2008-May-04 16:05 UTC

[LLVMdev] nonlocal go to -- how?

The languages I'm faced with compiling in the near future have nonlocal 
go to statements and nested procedures.

A procedure gets implemented as a structure containing its entry point 
and an environment pointer.  It is easy enough to call its entry point 
and pass the environment pointer as an extra argument (rather like the 
pointer to this or self in object-oriented code).  It's no problem.  The 
trampoline intrinsic is a neat way of packaging this so as to retrofit 
into C's one-address-only function pointer, but that's not necessary in
a
language where procedures are all known to have this behaviour.

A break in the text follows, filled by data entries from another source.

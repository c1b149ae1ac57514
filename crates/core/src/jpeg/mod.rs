//! Baseline JPEG frame analysis for RTP/JPEG.
//!
//! [`parse`] walks a complete JPEG image marker by marker, in a single
//! forward pass, and produces a [`FrameDescriptor`]: everything the RFC 2435
//! payload header needs, without decoding any pixels.
//!
//! ```text
//! FF D8                SOI   ignored
//! FF E0 <len> JFIF\0…  APP0  validated, fields logged
//! FF DB <len> …        DQT   tables copied into QuantizationTables
//! FF C0 <len> …        SOF0  geometry, sampling type, table ids
//! FF C4 / FF FE        DHT / COM skipped
//! FF DD <len> <ri>     DRI   restart interval
//! FF DA <len> …        SOS   end of the walk; scan data follows
//! ```
//!
//! Scan data is opaque: it may contain `FF` bytes that are not markers, so
//! the walk stops at SOS and the descriptor records the rest of the buffer
//! as scan data.
//!
//! Only the profile RTP/JPEG types 0 and 1 can describe is accepted:
//! 8-bit samples, three components, luma sampled 2x1 or 2x2, both chroma
//! components sampled 1x1 and sharing one quantization table.

pub mod quant;
pub mod segments;

use std::ops::Range;

use tracing::{debug, trace, warn};

use crate::error::{ParseErrorKind, Result};
pub use quant::{Precision, QuantTable, QuantizationTables};
pub use segments::{FrameHeader, Restart, Sampling};

/// JPEG marker codes (the byte following `0xFF`).
pub mod markers {
    pub const PREFIX: u8 = 0xFF;
    pub const SOF0: u8 = 0xC0;
    pub const DHT: u8 = 0xC4;
    pub const SOI: u8 = 0xD8;
    pub const EOI: u8 = 0xD9;
    pub const SOS: u8 = 0xDA;
    pub const DQT: u8 = 0xDB;
    pub const DRI: u8 = 0xDD;
    pub const APP0: u8 = 0xE0;
    pub const COM: u8 = 0xFE;
}

/// Q value meaning "quantization tables travel in-band" (RFC 2435 §4.2).
/// The parser never derives Q from table contents.
pub const EXPLICIT_TABLES_Q: u8 = 255;

/// Bit added to the RTP/JPEG type when restart markers are present.
pub const RESTART_TYPE_FLAG: u8 = 64;

/// Structural description of one baseline JPEG frame.
///
/// Produced by [`parse`] and immutable afterwards. Scan data is kept as a
/// byte range into the buffer that was parsed; use
/// [`scan_data`](Self::scan_data) with that same buffer to view it.
#[derive(Debug, Clone, PartialEq, Eq)]
pub struct FrameDescriptor {
    width8: u8,
    height8: u8,
    sampling: Sampling,
    restart_interval: u16,
    q_factor: u8,
    luma_table: u8,
    chroma_table: u8,
    q_tables: QuantizationTables,
    scan: Range<usize>,
}

impl FrameDescriptor {
    /// Width in 8-pixel blocks, `1..=255`.
    pub fn width8(&self) -> u8 {
        self.width8
    }

    /// Height in 8-pixel blocks, `1..=255`.
    pub fn height8(&self) -> u8 {
        self.height8
    }

    pub fn sampling(&self) -> Sampling {
        self.sampling
    }

    /// RTP/JPEG `Type` field: 0 or 1, plus [`RESTART_TYPE_FLAG`] when the
    /// scan uses restart markers.
    pub fn jpeg_type(&self) -> u8 {
        let base = self.sampling.rtp_type();
        if self.has_restart_markers() {
            base + RESTART_TYPE_FLAG
        } else {
            base
        }
    }

    /// 1 if any stored quantization table has 16-bit coefficients, else 0.
    pub fn precision(&self) -> u8 {
        u8::from(self.q_tables.has_sixteen_bit())
    }

    pub fn q_factor(&self) -> u8 {
        self.q_factor
    }

    /// MCUs between restart markers; 0 when disabled.
    pub fn restart_interval(&self) -> u16 {
        self.restart_interval
    }

    pub fn has_restart_markers(&self) -> bool {
        self.restart_interval != 0
    }

    /// Quantization table id referenced by the luma component.
    pub fn luma_table(&self) -> u8 {
        self.luma_table
    }

    /// Quantization table id shared by both chroma components.
    pub fn chroma_table(&self) -> u8 {
        self.chroma_table
    }

    pub fn q_tables(&self) -> &QuantizationTables {
        &self.q_tables
    }

    /// Byte range of the entropy-coded data within the parsed buffer.
    pub fn scan_range(&self) -> Range<usize> {
        self.scan.clone()
    }

    /// Entropy-coded data, from the end of the SOS header to the end of
    /// `buffer`. Returns an empty slice if `buffer` is shorter than the one
    /// that was parsed.
    pub fn scan_data<'a>(&self, buffer: &'a [u8]) -> &'a [u8] {
        buffer.get(self.scan.clone()).unwrap_or_default()
    }
}

/// Advance past the next `0xFF` and return the marker code after it.
///
/// Running out of data, or a second `0xFF`, reads as EOI.
fn next_marker(data: &[u8], offset: &mut usize) -> u8 {
    loop {
        let Some(&byte) = data.get(*offset) else {
            return markers::EOI;
        };
        *offset += 1;
        if byte == markers::PREFIX {
            break;
        }
    }

    match data.get(*offset) {
        Some(&markers::PREFIX) | None => {
            *offset += 1;
            markers::EOI
        }
        Some(&marker) => {
            *offset += 1;
            marker
        }
    }
}

/// Describe a baseline JPEG image held entirely in `data`.
///
/// Fails with:
/// - [`MalformedSegment`](ParseErrorKind::MalformedSegment) when a JFIF, SOF,
///   COM, DHT or SOS length disagrees with the buffer or is shorter than the
///   segment's fixed fields,
/// - [`UnsupportedImage`](ParseErrorKind::UnsupportedImage) when SOF is
///   outside the RTP/JPEG profile,
/// - [`MissingRequiredSegment`](ParseErrorKind::MissingRequiredSegment) when
///   DQT, SOF or SOS never appears,
/// - [`ZeroDimension`](ParseErrorKind::ZeroDimension) when the image is
///   narrower or shorter than 8 pixels.
///
/// Trailing or incomplete DQT entries and broken DRI segments are tolerated.
pub fn parse(data: &[u8]) -> Result<FrameDescriptor> {
    let mut offset = 0usize;
    let mut q_tables = QuantizationTables::new();
    let mut dqt_found = false;
    let mut frame: Option<FrameHeader> = None;
    let mut restart_interval = 0u16;
    let mut scan_start: Option<usize> = None;

    while scan_start.is_none() && offset < data.len() {
        let marker = next_marker(data, &mut offset);
        match marker {
            markers::APP0 => segments::read_jfif(data, &mut offset)?,
            markers::COM | markers::DHT => {
                offset = segments::skip_segment(data, offset, marker)?;
            }
            markers::SOF0 => frame = Some(segments::read_sof(data, &mut offset)?),
            markers::DQT => {
                offset = segments::read_dqt(data, offset, &mut q_tables);
                dqt_found = true;
            }
            markers::DRI => {
                restart_interval = match segments::read_dri(data, &mut offset) {
                    Restart::Interval(interval) => interval,
                    Restart::Disabled => 0,
                }
            }
            markers::SOS => scan_start = Some(segments::read_sos(data, offset)?),
            markers::SOI => trace!("SOI"),
            markers::EOI => debug!(offset, "EOI reached before SOS"),
            _ => {}
        }
    }

    if !dqt_found {
        warn!("no quantization table in frame");
        return Err(ParseErrorKind::MissingRequiredSegment {
            marker: markers::DQT,
        }
        .into());
    }
    let Some(frame) = frame else {
        warn!("no frame header in frame");
        return Err(ParseErrorKind::MissingRequiredSegment {
            marker: markers::SOF0,
        }
        .into());
    };
    if frame.width8 == 0 || frame.height8 == 0 {
        return Err(ParseErrorKind::ZeroDimension.into());
    }
    let Some(scan_start) = scan_start else {
        warn!("no scan header in frame");
        return Err(ParseErrorKind::MissingRequiredSegment {
            marker: markers::SOS,
        }
        .into());
    };

    Ok(FrameDescriptor {
        width8: frame.width8,
        height8: frame.height8,
        sampling: frame.sampling,
        restart_interval,
        q_factor: EXPLICIT_TABLES_Q,
        luma_table: frame.luma_table,
        chroma_table: frame.chroma_table,
        q_tables,
        scan: scan_start..data.len(),
    })
}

The problem is with the go to statement.  Again, local go to's, that go 
somewhere within the same function are no particular problem -- though I 
haven't studied the interaction with alloca yet; that might offer a few 
surprises.  The questions I have are about goto's that exit from a 
function.  The traditional mechanism is to implement a label as an 
instruction-pointer/environment-pointer pair, just as for procedures.  
You just load the environment-pointer into the appropriate register, and 
jump to the address.  (again there are technical details about the size 
of the local stack at the destination, disposition of alloca storage, and 
the like, and nowadays, unwinding the stack).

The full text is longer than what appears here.